Greater consumption of sugar-sweetened beverages is linked to a higher risk of developing liver cancer in women after menopause, according to a new study presented at Nutrition 2022 Live Online, the annual conference of the American Society for Nutrition, and described in a press release from the organization.
Drinking sugar-sweetened beverages — which includes beverages sweetened with “regular” sugar (sucrose) or high-fructose corn syrup — is linked to a number of health risks, including a higher risk of developing type 2 diabetes and a higher risk for colorectal cancer. These established health risks have led some public health experts to suggest that governments should take steps to discourage people from consuming these beverages, such as requiring warning labels with images of poor health outcomes. Scientists aren’t sure exactly why sugar-sweetened beverages appear to be linked to worse health outcomes than solid foods containing the same amount of sugar — but it may be because when consumed in liquid form, sugar doesn’t have the same effect at sating hunger, leading to more consumption of both sugar and total calories.
To get cutting-edge diabetes news, strategies for blood glucose management, nutrition tips, healthy recipes, and more delivered straight to your inbox, sign up for our free newsletters!
For the latest study, researchers looked at the relationship between sugar-sweetened beverage consumption and new cases of liver cancer in a group of 90,504 women who had gone through menopause. They were interested in liver cancer risk because this type of cancer has seen a sharp increase in recent decades in the United States. Some of this increase can be explained by established factors like chronic hepatitis, alcohol consumption, and diabetes, but about 40% of liver cancer cases aren’t linked to known risk factors, according to the researchers.
At the same time, the researchers said, consumption of sugar-sweetened beverages remains widespread in the United States — with about two-thirds of white adults reporting that they consumed some amount of these beverages on a given day when this question was asked in 2017 and 2018.

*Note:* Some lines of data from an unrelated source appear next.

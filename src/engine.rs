//! Trait-shaped interfaces to the host routing engine.
//!
//! The host routing engine itself — the dataplane context allocator,
//! dataplane operation queues, RIB/NHG/LSP/L3VNI table iterators, VRF
//! lookup, and the low-level netlink helpers — is out of scope for this
//! crate. This module is the Rust realization of those interfaces: small
//! traits the core depends on and a real engine implements, instead of
//! module-level globals.

use std::net::Ipv6Addr;

use crate::{
    context::{DplaneContext, LspInfo, NexthopGroup, RmacInfo},
    decode::RouteNotify,
};

/// SRv6 locator metadata used to encode the `FORMAT` TLV and to decide
/// whether an action should be substituted for its uSID variant.
#[derive(Clone, Copy, Debug, PartialEq, Eq)]
pub struct Locator {
    pub block_len: u8,
    pub node_len: u8,
    pub func_len: u8,
    pub arg_len: u8,
    pub is_usid: bool,
}

/// VRF name resolution and SRv6 locator/encap-source lookups the route
/// encoder needs.
pub trait EngineLookup {
    /// Resolve a table id to its VRF name, used for `END_T`/`END_DT*`
    /// localsid actions.
    fn vrf_name(&self, table_id: u32) -> Option<String>;

    /// Find the locator matching an SRv6 SID, if any.
    fn match_locator(&self, sid: Ipv6Addr) -> Option<Locator>;

    /// The first non-loopback, non-link-local IPv6 address on interface
    /// `lo` in the default VRF, or [`Ipv6Addr::UNSPECIFIED`] if none
    /// exists.
    fn lo_encap_source(&self) -> Ipv6Addr;
}

/// Sink for routes the peer notified us about, so the engine can
/// redistribute them.
pub trait EngineNotifySink {
    fn on_route_notify(&mut self, notify: RouteNotify);
}

/// An object owned by an engine table that the reconciliation walker can
/// mark as replayed for the current connection epoch
/// "Per-object sent flags"). Mutated only on the engine thread.
pub trait SentFlag {
    fn sent(&self) -> bool;
    fn set_sent(&mut self, sent: bool);
}

/// The engine's LSP table.
pub trait EngineLsps {
    type Handle: SentFlag;

    /// Clear every entry's sent flag (walker "reset" step).
    fn reset_sent(&mut self);

    /// Iterate entries with their handle (for flag mutation) and the
    /// [`LspInfo`] to encode.
    fn iter_mut(&mut self) -> Box<dyn Iterator<Item = (&mut Self::Handle, LspInfo)> + '_>;
}

/// The engine's nexthop-group table.
pub trait EngineNhgs {
    type Handle: SentFlag;

    fn reset_sent(&mut self);
    fn iter_mut(&mut self) -> Box<dyn Iterator<Item = (&mut Self::Handle, NexthopGroup)> + '_>;
}

/// The engine's RIB (selected-for-install routes).
pub trait EngineRib {
    type Handle: SentFlag;

    fn reset_sent(&mut self);
    fn iter_mut(&mut self) -> Box<dyn Iterator<Item = (&mut Self::Handle, DplaneContext)> + '_>;

    /// Reset only destinations whose selected nexthop carries a nonzero
    /// `seg6_segs` nonzero (mirrors `fpm_srv6_route_reset`).
    fn reset_sent_srv6(&mut self);
}

/// The engine's L3VNI router-MAC table.
pub trait EngineRmacs {
    type Handle: SentFlag;

    fn reset_sent(&mut self);
    fn iter_mut(&mut self) -> Box<dyn Iterator<Item = (&mut Self::Handle, RmacInfo)> + '_>;
}

/// Aggregate of every engine table the walker chains over, plus the
/// lookup interface the encoders need. A real engine provides one
/// concrete type implementing this; the crate is generic over it so it
/// never depends on a specific engine's internal representation.
pub trait Engine: EngineLookup + EngineNotifySink {
    type Lsps: EngineLsps;
    type Nhgs: EngineNhgs;
    type Rib: EngineRib;
    type Rmacs: EngineRmacs;

    fn lsps(&mut self) -> &mut Self::Lsps;
    fn nhgs(&mut self) -> &mut Self::Nhgs;
    fn rib(&mut self) -> &mut Self::Rib;
    fn rmacs(&mut self) -> &mut Self::Rmacs;

    /// Split off a mutable borrow of the RIB alongside a shared lookup
    /// handle, so the route encoder can resolve VRF names and SRv6
    /// locators while the walker iterates RIB entries. A real engine
    /// implements this as a disjoint field borrow (its lookup tables and
    /// its RIB live in different fields), which the borrow checker
    /// accepts without needing a single combined `&mut self` borrow for
    /// the whole walk.
    fn rib_and_lookup(&mut self) -> (&mut Self::Rib, &dyn EngineLookup);
}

Sugar-sweetened drinks linked to liver cancer risk in postmenopausal women
The researchers found that compared with women who reported consuming fewer than three servings of sugar-sweetened beverages per month, those who consumed at least one serving of sugar-sweetened beverages per day were 78% more likely to develop liver cancer during a median follow-up period of about 18 years. And women who reported consuming at least one soft drink per day — regardless of the sweetener in it — were 73% more likely to develop liver cancer than those who reported consuming fewer than three servings per month.
The good news is that only 7% of the women in the study reported consuming at least one 12-ounce serving of sugar-sweetened beverages per day — meaning that the overall group of study participants might be more health-conscious than the general population, or at least less likely to consume these beverages.
The researchers noted that several different mechanisms could be involved in the link between sugar-sweetened beverages and liver cancer, including that these beverages might contribute to insulin resistance and type 2 diabetes, obesity, or increased liver fat — all of which have been linked to a higher risk for liver cancer in previous research. But they added that this study was only observational, meaning that it couldn’t demonstrate that consuming more of these beverages actually accounted for the higher liver cancer risk seen in participants who reported this habit.
“If our findings are confirmed, reducing sugar-sweetened beverage consumption might serve as a public health strategy to reduce liver cancer burden,” said study author Longgang Zhao, a doctoral candidate at the University of South Carolina, in the press release. “Replacing sugar-sweetened beverages with water and non-sugar-sweetened coffee or tea could significantly lower liver cancer risk.”